Some pitfalls to watch out for:
Class.isAssignableFrom does not know about automatic widening primitive conversions, because these are syntactic sugar implemented in the compiler; They do not occur in the VM or class hierarchy. e.g. int.class.isAssignableFrom(short.class) returns false.
Similarly Class.isAssignableFrom does not know about auto-boxing. Integer.class.isAssignableFrom(int.class) returns false.
Class.isInstance and Class.cast take an Object as an argument; You cannot pass primitive values to them. They also return an Object, so they cannot be used for unboxing ((int) new Integer(42) is legal in Java source but int.class.cast(new Integer(42)) throws an exception.)
I would suggest that you use getMethods(). It returns an array of all public methods (Method[]).
The most important thing here is:
"If the class declares multiple public member methods with the same parameter types, they are all included in the returned array."

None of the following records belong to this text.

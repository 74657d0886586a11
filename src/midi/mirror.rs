use super::MessageType;

/// Mirrored note = `MIRROR_AXIS - note`, an inversion around D4/D#4.
pub const MIRROR_AXIS: i16 = 124;

/// Result of applying the mirror rule to one raw message.
#[derive(Debug, Clone, PartialEq, Eq)]
pub enum Mirrored {
    /// Not a note message; forward the original bytes.
    Unchanged,
    /// Note-on/note-off with its note byte replaced, in a fresh buffer.
    Transformed(Vec<u8>),
    /// The mirrored note is outside 0..=127, the event must not be sent.
    Dropped { note: i16 },
}

/// Mirror a single note number. Returns the unchecked value so callers can
/// report it when it falls out of range.
pub fn mirror_note(note: u8) -> i16 {
    MIRROR_AXIS - note as i16
}

/// Apply the mirror rule to a raw MIDI message.
///
/// Only Note On (0x9n) and Note Off (0x8n) with a note byte are touched. The
/// input slice is never modified; a transformed message is a new buffer with
/// the same status and velocity bytes.
pub fn mirror_message(data: &[u8]) -> Mirrored {
    let is_note = data
        .first()
        .and_then(|&status| MessageType::from_status(status))
        .is_some_and(MessageType::is_note);
    if !is_note || data.len() < 2 {
        return Mirrored::Unchanged;
    }

    let note = mirror_note(data[1]);
    if !(0..=127).contains(&note) {
        return Mirrored::Dropped { note };
    }
    let mut out = data.to_vec();
    out[1] = note as u8;
    Mirrored::Transformed(out)
}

What you will then need to do is to use the results in this array to determine which one of them (if any) are the closest match. Since what the closest match should be depends very much on your requirements and specific application, it does make sense to code it yourself.
Sample code illustrating one approach of how you might go about doing this:
public Method getMethod(String methodName, Class<?> clasz)
{
try
{
Method[] methods = clasz.getMethods();
for (Method method : methods)
{
if (methodName.equals(method.getName()))
{
Class<?>[] params = method.getParameterTypes();
if (params.length == 1)
{
Class<?> param = params[0];
if ((param == int.class) || (param == float.class) || (param == float.class))
{
//method.invoke(object, value);
return method;
}
else if (param.isAssignableFrom(Number.class))
{
return method;
}
//else if (...)
//{
// ...
//}
}
}
}
}
catch (Exception e)
{
//some handling
}
return null;
}
In this example, the getMethod(String, Class<?>) method will return a method that with only one parameter which is an int, float, double, or a superclass of Number.
This is a rudimentary implementation - It returns the first method that fits the bill. You would need to extend it to create a list of all methods that match, and then sort them according to some sort of criteria, and return the best matching method.
You can then take it even further by creating the more general getMethod(String, Class<?>) method, to handle more of the possible "close match" scenarios, and possibly even more than one paramter
HTH
Edit: As #finnw has pointed out, be careful when using Class#isAssignableFrom(Class<?> cls), due to its limitations, as I have in my sample code, testing the primitives separately from the Number objects.
AFAIK, there is no simple way to do this kind of thing. Certainly, there's nothing in the standard Java class libraries to do this.
The problem is that there is no single "right" answer. You need to consider all of your use-cases, decide what the "right method" should be and implement your reflection code accordingly.